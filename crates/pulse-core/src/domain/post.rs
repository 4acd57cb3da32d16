use std::fmt;
use std::str::FromStr;

use chrono::{DateTime, Utc};
use serde::{Deserialize, Serialize};
use uuid::Uuid;

use crate::error::DomainError;

/// Maximum length of a post title.
pub const MAX_TITLE_LEN: usize = 500;

/// Publication lifecycle of a post.
///
/// `Draft -> Scheduled -> Published`, with `Scheduled -> Draft` on unschedule.
/// Nothing leaves `Published`.
#[derive(Debug, Clone, Copy, PartialEq, Eq, Hash, Serialize, Deserialize)]
#[serde(rename_all = "lowercase")]
pub enum PostStatus {
    Draft,
    Scheduled,
    Published,
}

impl PostStatus {
    pub const ALL: [PostStatus; 3] = [Self::Draft, Self::Scheduled, Self::Published];

    pub fn as_str(&self) -> &'static str {
        match self {
            Self::Draft => "draft",
            Self::Scheduled => "scheduled",
            Self::Published => "published",
        }
    }

    /// Whether `schedule` is a legal transition from this status.
    pub fn can_schedule(&self) -> bool {
        matches!(self, Self::Draft | Self::Scheduled)
    }
}

impl fmt::Display for PostStatus {
    fn fmt(&self, f: &mut fmt::Formatter<'_>) -> fmt::Result {
        f.write_str(self.as_str())
    }
}

impl FromStr for PostStatus {
    type Err = DomainError;

    fn from_str(s: &str) -> Result<Self, Self::Err> {
        match s.to_ascii_lowercase().as_str() {
            "draft" => Ok(Self::Draft),
            "scheduled" => Ok(Self::Scheduled),
            "published" => Ok(Self::Published),
            other => Err(DomainError::Validation(format!(
                "Unknown post status: {other}"
            ))),
        }
    }
}

/// Post entity - a unit of content with a publication lifecycle.
#[derive(Debug, Clone, PartialEq, Serialize, Deserialize)]
pub struct Post {
    pub id: Uuid,
    pub author_id: Uuid,
    pub title: String,
    pub content: String,
    pub status: PostStatus,
    /// Present iff `status == Scheduled`.
    pub scheduled_at: Option<DateTime<Utc>>,
    /// Present iff `status == Published`.
    pub published_at: Option<DateTime<Utc>>,
    /// Identifier assigned by the publishing gateway.
    pub external_id: Option<String>,
    pub last_error: Option<String>,
    pub publish_attempts: u32,
    pub created_at: DateTime<Utc>,
    pub updated_at: DateTime<Utc>,
}

impl Post {
    /// Create a new draft post.
    pub fn new(author_id: Uuid, title: String, content: String, now: DateTime<Utc>) -> Self {
        Self {
            id: Uuid::new_v4(),
            author_id,
            title,
            content,
            status: PostStatus::Draft,
            scheduled_at: None,
            published_at: None,
            external_id: None,
            last_error: None,
            publish_attempts: 0,
            created_at: now,
            updated_at: now,
        }
    }

    /// Check title and content constraints.
    pub fn validate_text(title: &str, content: &str) -> Result<(), DomainError> {
        let title_len = title.trim().chars().count();
        if title_len == 0 || title.chars().count() > MAX_TITLE_LEN {
            return Err(DomainError::Validation(format!(
                "Title must be between 1 and {MAX_TITLE_LEN} characters"
            )));
        }
        if content.trim().is_empty() {
            return Err(DomainError::Validation(
                "Content must not be empty".to_string(),
            ));
        }
        Ok(())
    }

    /// `Draft | Scheduled -> Scheduled`. Clears the failure bookkeeping.
    pub fn schedule(&mut self, at: DateTime<Utc>, now: DateTime<Utc>) -> Result<(), DomainError> {
        if !self.status.can_schedule() {
            return Err(DomainError::InvalidTransition {
                action: "schedule",
                current: self.status,
            });
        }
        self.status = PostStatus::Scheduled;
        self.scheduled_at = Some(at);
        self.last_error = None;
        self.publish_attempts = 0;
        self.updated_at = now;
        Ok(())
    }

    /// `Scheduled -> Draft`. Always clears `scheduled_at`.
    pub fn unschedule(&mut self, now: DateTime<Utc>) -> Result<(), DomainError> {
        if self.status != PostStatus::Scheduled {
            return Err(DomainError::InvalidTransition {
                action: "unschedule",
                current: self.status,
            });
        }
        self.status = PostStatus::Draft;
        self.scheduled_at = None;
        self.updated_at = now;
        Ok(())
    }

    /// `Scheduled -> Published`, only once the post is due.
    pub fn publish(
        &mut self,
        now: DateTime<Utc>,
        external_id: Option<String>,
    ) -> Result<(), DomainError> {
        if !self.is_due(now) {
            return Err(DomainError::InvalidTransition {
                action: "publish",
                current: self.status,
            });
        }
        self.status = PostStatus::Published;
        self.scheduled_at = None;
        self.published_at = Some(now);
        self.external_id = external_id;
        self.last_error = None;
        self.updated_at = now;
        Ok(())
    }

    /// Record a failed publish attempt. The post stays scheduled.
    pub fn record_failure(&mut self, error: &str, now: DateTime<Utc>) -> Result<u32, DomainError> {
        if self.status != PostStatus::Scheduled {
            return Err(DomainError::InvalidTransition {
                action: "record a publish failure for",
                current: self.status,
            });
        }
        self.publish_attempts += 1;
        self.last_error = Some(error.to_string());
        self.updated_at = now;
        Ok(self.publish_attempts)
    }

    /// Scheduled with `scheduled_at <= now`.
    pub fn is_due(&self, now: DateTime<Utc>) -> bool {
        self.status == PostStatus::Scheduled && self.scheduled_at.is_some_and(|at| at <= now)
    }

    /// Whether the timestamp fields agree with the status.
    pub fn is_consistent(&self) -> bool {
        match self.status {
            PostStatus::Draft => self.scheduled_at.is_none() && self.published_at.is_none(),
            PostStatus::Scheduled => self.scheduled_at.is_some() && self.published_at.is_none(),
            PostStatus::Published => self.scheduled_at.is_none() && self.published_at.is_some(),
        }
    }
}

■ **ABOUT THIS EXERCISE**: What lines of the material above include "impl"? Copy each one.

■ **SOLVED PROBLEM**:
impl PostStatus {
impl fmt::Display for PostStatus {
impl FromStr for PostStatus {
impl Post {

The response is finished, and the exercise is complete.